Most have access to devices enabling easy access to videoconferencing. However, a telemedicine consult must satisfy the same safeguards as a regular medical consult:
- There must be ‘trust’ in the doctor/patient relationship (even with new patients this trust must be developed)
- Participants (doctor and patient) must be identifiable by device and their identify must be verifiable, which is best done by video
- Consent must be attained for a telemedicine consult and documented. If video or photo evidence is used for diagnosis or decision, the video or photos must be also be recorded and saved
- The encounter must be confidential. Confidentiality is paramount whatever medium is used, and doctors must ensure information is processed and stored securely
- Adequate documentation and records must be kept. Access to past records for review is advisable
- Avenues for treatment and further care must be available and easily accessible, eg prescriptions, referrals etc.
In addition, even as telemedicine has been used in the ‘first’ world for decades for care home consults, psychiatry and some other disciplines, it has been used infrequently in the Caribbean region, and usually limited to telephone triage, to be followed by a regular consultation. There will be a period of understanding and trialing of telemedicine, both by the medical fraternity and our patients.

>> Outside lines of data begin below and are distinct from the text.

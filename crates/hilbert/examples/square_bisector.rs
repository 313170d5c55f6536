//! Bisector timing probe in the unit square and a random 12-gon.
//!
//! Purpose
//! - Reproducible data point for "how many pieces, and how long, for one
//!   bisector trace?" in a symmetric and a generic domain.
//!
//! Code: crates/hilbert/src/bisector/trace.rs::trace_bisector

use std::time::Instant;

use hilbert::api::{
    bisector_of, draw_region_radial, hilbert_distance, ConvexRegion, GeomCfg, Point, RadialCfg,
    RegionReplay, TraceCfg, VertexCount,
};

fn probe(label: &str, omega: &ConvexRegion, p1: Point, p2: Point) {
    let cfg = GeomCfg::default();
    let start = Instant::now();
    let bis = bisector_of(p1, p2, omega, &cfg, TraceCfg::default()).expect("bisector");
    let elapsed = start.elapsed().as_secs_f64() * 1e3;
    let line = bis.polyline(0.01);
    let worst = line
        .iter()
        .filter(|p| omega.contains(**p) && !omega.on_boundary(**p, &cfg))
        .filter_map(|p| {
            let d1 = hilbert_distance(*p, p1, omega, &cfg).ok()?;
            let d2 = hilbert_distance(*p, p2, omega, &cfg).ok()?;
            Some((d1 - d2).abs())
        })
        .fold(0.0, f64::max);
    println!(
        "domain={label} vertices={} pieces={} samples={}",
        omega.len(),
        bis.piece_count(),
        line.len()
    );
    println!("max_equidistance_error={worst:.3e}");
    println!("trace_time_ms={elapsed:.3}");
}

fn main() {
    let square = ConvexRegion::from_points(&[
        Point::new(0.0, 0.0),
        Point::new(1.0, 0.0),
        Point::new(1.0, 1.0),
        Point::new(0.0, 1.0),
    ]);
    probe("unit_square", &square, Point::new(0.25, 0.5), Point::new(0.75, 0.5));

    let cfg = RadialCfg {
        vertex_count: VertexCount::Fixed(12),
        ..RadialCfg::default()
    };
    let gon = draw_region_radial(cfg, RegionReplay { seed: 3, index: 0 }).expect("region");
    probe("random_12gon", &gon, Point::new(-0.3, 0.1), Point::new(0.25, -0.2));
}
use anyhow::{bail, ensure, Context, Result};
use clap::{Parser, Subcommand};
use hilbert::api::{
    bisector_of, draw_region_radial, find_circumcenter_seeded, hilbert_distance,
    minimum_enclosing_ball_seeded, pi_field, BisectorPiece, CircumCfg, ConvexRegion, GeomCfg,
    HilbertBall, MebCfg, PiField, PiFieldCfg, Point, RadialCfg, RegionReplay, Support, TraceCfg,
};
use polars::prelude::*;
use serde::Serialize;
use serde_json::{json, Value};
use std::fs::{self, File};
use std::path::{Path, PathBuf};
use tracing_subscriber::fmt::SubscriberBuilder;

mod provenance;

use provenance::{current_git_rev, write_sidecar, Provenance};

#[derive(Parser)]
#[command(name = "hilbert-cli")]
#[command(about = "Hilbert-metric geometry in convex polygons")]
struct Cmd {
    /// Domain vertices as "x,y x,y ..." (the convex hull is used)
    #[arg(long, global = true)]
    omega: Option<String>,

    /// Random domain from a replay token "seed:index" instead of --omega
    #[arg(long, global = true)]
    random: Option<String>,

    /// Write the result here (plus a provenance sidecar) instead of stdout
    #[arg(long, global = true)]
    out: Option<PathBuf>,

    /// Debug-level logs
    #[arg(long, short, global = true)]
    verbose: bool,

    #[command(subcommand)]
    action: Action,
}

#[derive(Subcommand)]
enum Action {
    /// Hilbert distance between two sites
    Distance {
        #[arg(long = "site", value_parser = parse_point)]
        sites: Vec<Point>,
    },
    /// Bisector pieces and sampled polyline of two sites
    Bisector {
        #[arg(long = "site", value_parser = parse_point)]
        sites: Vec<Point>,
        #[arg(long, default_value_t = 0.01)]
        resolution: f64,
        /// Per-direction piece budget (default 4n + 8)
        #[arg(long)]
        max_pieces: Option<usize>,
    },
    /// Point equidistant from three sites
    Circumcenter {
        #[arg(long = "site", value_parser = parse_point)]
        sites: Vec<Point>,
        #[arg(long, default_value_t = 0)]
        seed: u64,
    },
    /// Minimum enclosing Hilbert ball of the sites
    Meb {
        #[arg(long = "site", value_parser = parse_point)]
        sites: Vec<Point>,
        #[arg(long, default_value_t = 0)]
        seed: u64,
    },
    /// Hilbert ball around one site
    Ball {
        #[arg(long = "site", value_parser = parse_point)]
        sites: Vec<Point>,
        #[arg(long)]
        radius: f64,
    },
    /// Pi field over the domain; CSV or Parquet by extension of --out
    Pimap {
        #[arg(long, default_value_t = 0.05)]
        resolution: f64,
        #[arg(long, default_value_t = 1.0)]
        radius: f64,
    },
    /// Print version and provenance info
    Report,
}

fn main() -> Result<()> {
    let cmd = Cmd::parse();
    let level = if cmd.verbose {
        tracing::Level::DEBUG
    } else {
        tracing::Level::INFO
    };
    SubscriberBuilder::default()
        .with_target(false)
        .with_max_level(level)
        .with_writer(std::io::stderr)
        .init();

    if let Action::Report = cmd.action {
        return report();
    }
    let omega = domain(cmd.omega.as_deref(), cmd.random.as_deref())?;
    let cfg = GeomCfg::default();
    let out = cmd.out.as_deref();
    match cmd.action {
        Action::Distance { sites } => distance(&omega, &cfg, &sites, out),
        Action::Bisector {
            sites,
            resolution,
            max_pieces,
        } => bisector(&omega, &cfg, &sites, resolution, TraceCfg { max_pieces }, out),
        Action::Circumcenter { sites, seed } => circumcenter(&omega, &cfg, &sites, seed, out),
        Action::Meb { sites, seed } => meb(&omega, &cfg, &sites, seed, out),
        Action::Ball { sites, radius } => ball(&omega, &cfg, &sites, radius, out),
        Action::Pimap { resolution, radius } => pimap(&omega, &cfg, PiFieldCfg { resolution, radius }, out),
        Action::Report => report(),
    }
}

fn parse_point(s: &str) -> Result<Point, String> {
    let (x, y) = s
        .split_once(',')
        .ok_or_else(|| format!("expected \"x,y\", got {s:?}"))?;
    let x: f64 = x.trim().parse().map_err(|e| format!("bad x in {s:?}: {e}"))?;
    let y: f64 = y.trim().parse().map_err(|e| format!("bad y in {s:?}: {e}"))?;
    Ok(Point::new(x, y))
}

fn parse_omega(s: &str) -> Result<ConvexRegion> {
    let pts = s
        .split_whitespace()
        .map(parse_point)
        .collect::<Result<Vec<_>, _>>()
        .map_err(anyhow::Error::msg)
        .context("parsing --omega")?;
    let region = ConvexRegion::from_points(&pts);
    ensure!(
        region.is_polygon(),
        "--omega needs at least three non-collinear vertices, hull has {}",
        region.len()
    );
    Ok(region)
}

fn domain(omega: Option<&str>, random: Option<&str>) -> Result<ConvexRegion> {
    match (omega, random) {
        (Some(_), Some(_)) => bail!("--omega and --random are exclusive"),
        (Some(s), None) => parse_omega(s),
        (None, Some(tok)) => {
            let (seed, index) = tok
                .split_once(':')
                .with_context(|| format!("expected \"seed:index\", got {tok:?}"))?;
            let tok = RegionReplay {
                seed: seed.trim().parse().context("parsing seed")?,
                index: index.trim().parse().context("parsing index")?,
            };
            draw_region_radial(RadialCfg::default(), tok).context("random domain degenerated")
        }
        (None, None) => bail!("a domain is required: --omega \"x,y x,y ...\" or --random seed:index"),
    }
}

fn xy(p: Point) -> [f64; 2] {
    [p.x, p.y]
}

fn vertices(region: &ConvexRegion) -> Vec<[f64; 2]> {
    region.vertices().iter().copied().map(xy).collect()
}

fn expect_sites(sites: &[Point], n: usize, what: &str) -> Result<()> {
    ensure!(sites.len() == n, "{what} takes exactly {n} --site, got {}", sites.len());
    Ok(())
}

/// Pretty JSON to stdout, or to `out` with a provenance sidecar.
fn emit(out: Option<&Path>, value: &Value, prov: Provenance) -> Result<()> {
    let Some(path) = out else {
        println!("{}", serde_json::to_string_pretty(value)?);
        return Ok(());
    };
    create_parent(path)?;
    fs::write(path, serde_json::to_vec_pretty(value)?)
        .with_context(|| format!("writing {}", path.display()))?;
    let sidecar = write_sidecar(path, &prov)?;
    tracing::info!(out = %path.display(), sidecar = %sidecar.display(), "wrote");
    Ok(())
}

fn create_parent(path: &Path) -> Result<()> {
    if let Some(parent) = path.parent() {
        if !parent.as_os_str().is_empty() {
            fs::create_dir_all(parent)
                .with_context(|| format!("creating output dir {}", parent.display()))?;
        }
    }
    Ok(())
}

fn distance(omega: &ConvexRegion, cfg: &GeomCfg, sites: &[Point], out: Option<&Path>) -> Result<()> {
    expect_sites(sites, 2, "distance")?;
    let d = hilbert_distance(sites[0], sites[1], omega, cfg)
        .context("computing the Hilbert distance")?;
    tracing::info!(d, "distance");
    let params = json!({ "sites": sites.iter().copied().map(xy).collect::<Vec<_>>() });
    emit(
        out,
        &json!({ "distance": d }),
        Provenance::new("distance", params, vertices(omega)),
    )
}

#[derive(Serialize)]
struct PieceRow {
    kind: String,
    start: [f64; 2],
    end: [f64; 2],
    /// `[A, B, C, D, E, F]` of `Ax² + Bxy + Cy² + Dx + Ey + F = 0`
    conic: [f64; 6],
}

impl From<&BisectorPiece> for PieceRow {
    fn from(p: &BisectorPiece) -> Self {
        let e = &p.equation;
        Self {
            kind: format!("{:?}", p.kind),
            start: xy(p.start),
            end: xy(p.end),
            conic: [e.a, e.b, e.c, e.d, e.e, e.f],
        }
    }
}

fn bisector(
    omega: &ConvexRegion,
    cfg: &GeomCfg,
    sites: &[Point],
    resolution: f64,
    tcfg: TraceCfg,
    out: Option<&Path>,
) -> Result<()> {
    expect_sites(sites, 2, "bisector")?;
    let bis = bisector_of(sites[0], sites[1], omega, cfg, tcfg).context("tracing the bisector")?;
    let pieces: Vec<PieceRow> = bis.pieces().map(PieceRow::from).collect();
    let polyline: Vec<[f64; 2]> = bis.polyline(resolution).into_iter().map(xy).collect();
    tracing::info!(pieces = pieces.len(), samples = polyline.len(), "bisector");
    let params = json!({
        "sites": sites.iter().copied().map(xy).collect::<Vec<_>>(),
        "resolution": resolution,
        "max_pieces": tcfg.max_pieces,
    });
    emit(
        out,
        &json!({
            "middle_sector": vertices(&bis.middle.sector),
            "pieces": pieces,
            "polyline": polyline,
        }),
        Provenance::new("bisector", params, vertices(omega)),
    )
}

fn circumcenter(omega: &ConvexRegion, cfg: &GeomCfg, sites: &[Point], seed: u64, out: Option<&Path>) -> Result<()> {
    expect_sites(sites, 3, "circumcenter")?;
    let center = find_circumcenter_seeded(sites[0], sites[1], sites[2], omega, cfg, &CircumCfg::default(), seed);
    let radius = center
        .map(|c| hilbert_distance(c, sites[0], omega, cfg))
        .transpose()
        .context("measuring the circumradius")?;
    if center.is_none() {
        tracing::warn!("no circumcenter found");
    }
    let params = json!({ "sites": sites.iter().copied().map(xy).collect::<Vec<_>>(), "seed": seed });
    emit(
        out,
        &json!({ "center": center.map(xy), "radius": radius }),
        Provenance::new("circumcenter", params, vertices(omega)),
    )
}

fn support_json(s: &Support) -> Value {
    match *s {
        Support::Center(p) => json!({ "kind": "center", "points": [xy(p)] }),
        Support::Pair(p, q) => json!({ "kind": "pair", "points": [xy(p), xy(q)] }),
        Support::Triple(p, q, r) => json!({ "kind": "triple", "points": [xy(p), xy(q), xy(r)] }),
        Support::Covering(p) => json!({ "kind": "covering", "points": [xy(p)] }),
    }
}

fn ball_json(ball: &HilbertBall, omega: &ConvexRegion, cfg: &GeomCfg) -> Result<Value> {
    let sides = ball.side_lengths(omega, cfg).context("measuring ball sides")?;
    let perimeter: f64 = sides.iter().sum();
    Ok(json!({
        "center": xy(ball.center()),
        "radius": ball.radius(),
        "boundary": vertices(ball.boundary()),
        "perimeter": perimeter,
        "max_side_length": sides.iter().copied().fold(0.0, f64::max),
        "polar_body": ball.polar_body().map(|p| vertices(&p)),
    }))
}

fn meb(omega: &ConvexRegion, cfg: &GeomCfg, sites: &[Point], seed: u64, out: Option<&Path>) -> Result<()> {
    ensure!(!sites.is_empty(), "meb needs at least one --site");
    let found = minimum_enclosing_ball_seeded(sites, omega, cfg, &MebCfg::default(), seed)
        .context("computing the minimum enclosing ball")?
        .context("no enclosing ball")?;
    tracing::info!(radius = found.ball.radius(), "meb");
    let mut value = ball_json(&found.ball, omega, cfg)?;
    value["support"] = support_json(&found.support);
    let params = json!({ "sites": sites.iter().copied().map(xy).collect::<Vec<_>>(), "seed": seed });
    emit(out, &value, Provenance::new("meb", params, vertices(omega)))
}

fn ball(omega: &ConvexRegion, cfg: &GeomCfg, sites: &[Point], radius: f64, out: Option<&Path>) -> Result<()> {
    expect_sites(sites, 1, "ball")?;
    ensure!(radius >= 0.0, "--radius must be non-negative");
    let ball = HilbertBall::around(sites[0], radius, omega, cfg).context("building the ball")?;
    let value = ball_json(&ball, omega, cfg)?;
    let params = json!({ "site": xy(sites[0]), "radius": radius });
    emit(out, &value, Provenance::new("ball", params, vertices(omega)))
}

/// One row per grid cell: `x, y, pi, side, grad_x, grad_y`.
fn pi_frame(field: &PiField) -> PolarsResult<DataFrame> {
    let n = field.width * field.height;
    let grad = field.gradient();
    let mut xs = Vec::with_capacity(n);
    let mut ys = Vec::with_capacity(n);
    for y in 0..field.height {
        for x in 0..field.width {
            let p = field.point(x, y);
            xs.push(p.x);
            ys.push(p.y);
        }
    }
    let gx: Vec<Option<f64>> = grad.iter().map(|g| g.map(|v| v.x)).collect();
    let gy: Vec<Option<f64>> = grad.iter().map(|g| g.map(|v| v.y)).collect();
    df!(
        "x" => xs,
        "y" => ys,
        "pi" => field.pi.clone(),
        "side" => field.side.clone(),
        "grad_x" => gx,
        "grad_y" => gy
    )
}

fn write_frame(df: &mut DataFrame, path: &Path) -> Result<()> {
    let ext = path.extension().and_then(|e| e.to_str()).unwrap_or("");
    if !matches!(ext, "csv" | "parquet") {
        bail!("unsupported pimap output extension {ext:?} (use .csv or .parquet)");
    }
    create_parent(path)?;
    let mut file = File::create(path).with_context(|| format!("creating {}", path.display()))?;
    if ext == "csv" {
        CsvWriter::new(&mut file).finish(df)?;
    } else {
        ParquetWriter::new(file).finish(df)?;
    }
    Ok(())
}

fn pimap(omega: &ConvexRegion, cfg: &GeomCfg, pcfg: PiFieldCfg, out: Option<&Path>) -> Result<()> {
    ensure!(pcfg.resolution > 0.0, "--resolution must be positive");
    ensure!(pcfg.radius > 0.0, "--radius must be positive");
    let field = pi_field(omega, cfg, &pcfg);
    let range = field.pi_range();
    tracing::info!(width = field.width, height = field.height, ?range, "pimap");
    let mut df = pi_frame(&field)?;
    let params = json!({ "resolution": pcfg.resolution, "radius": pcfg.radius });
    let Some(path) = out else {
        println!("{df}");
        return Ok(());
    };
    write_frame(&mut df, path)?;
    let sidecar = write_sidecar(path, &Provenance::new("pimap", params, vertices(omega)))?;
    tracing::info!(out = %path.display(), sidecar = %sidecar.display(), rows = df.height(), "wrote");
    Ok(())
}

fn report() -> Result<()> {
    let cfg = GeomCfg::default();
    let obj = json!({
        "code_rev": current_git_rev(),
        "hilbert_version": hilbert::VERSION,
        "geom_cfg": {
            "eps_equal": cfg.eps_equal,
            "eps_dedup": cfg.eps_dedup,
            "eps_param": cfg.eps_param,
            "eps_det": cfg.eps_det,
            "eps_step": cfg.eps_step,
            "eps_parallel": cfg.eps_parallel,
        },
    });
    println!("{}", serde_json::to_string_pretty(&obj)?);
    Ok(())
}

Weighing the benefits against the risks
Telemedicine ensures our patients are less exposed to likely infectious situations, reduces the need for the ‘doctor’s commute’ and providing a level of convenience for the patient, allows follow up and review of established illnesses – especially NCDs – with home monitoring, needs minimal infrastructure (apart from the security aspect), and requires little if any training to appropriately conduct a telemedicine consult. A by-product is also the reduced need for PPE and frequent deep sanitisation of offices.
Conversely, doctors engaging in telemedicine should use an appropriate medium. Social media platforms such as WhatsApp and Facebook are not recommended, even though widely available. Specific telemedicine software is available that allows recording and documentation within the software. These are suggested but not absolute, as security and confidentiality risk are prime concerns. Professionalism, documentation and record keeping should follow the same principles as a regular consult. Video engagements are preferred in trying to maintain the doctor-patient relationship, as eye contact will assist in creating and maintaining trust.
There are some limitations to the telemedicine consult. It is more straightforward to use it with known patients, where a relationship has already been established. Some cases may not be suitable, such as gynaecological, acute ophthalmology and surgical cases where examination is vital. Triage is required prior to undertaking a telemedicine consult to establish the appropriateness of this method of consultation. Other limitations include technical and confidentiality issues.
Some consideration must be given to the acceptance of medical claims for telemedicine consults by health insurance companies. This may influence how readily this service is adopted in the Caribbean.
Feedback from one clinic that has used a telemedicine service for the past month states the uptake has been very satisfying, though slow, with 90% of respondents to a satisfaction survey indicating that they will use the service again.
The future for telemedicine in the Caribbean
Because of the ‘new normal’ and potential acceptance of this form of consultation, Caribbean doctors should be adaptable to telemedicine and safeguard themselves against potential pitfalls of this new patient encounter. One has to be mindful that:
- For new cases, diagnoses without physical examination may be difficult though not impossible
- Telemedicine is possible for some disciplines and may not be suitable for certain cases within accepted disciplines. Some form of ‘triage’ should be done and patients made to understand the limitations of the telemedicine consult
- Confidentiality, consent, documentation, security can still be challenged if no safeguards are ensured
- Never conduct a telemedicine consult outside your scope of training/practice
- Have a backup/fall back plan in event of technical failure, need for physical examination, deterioration of condition, consideration of alternative diagnosis, and security or confidentiality breaches.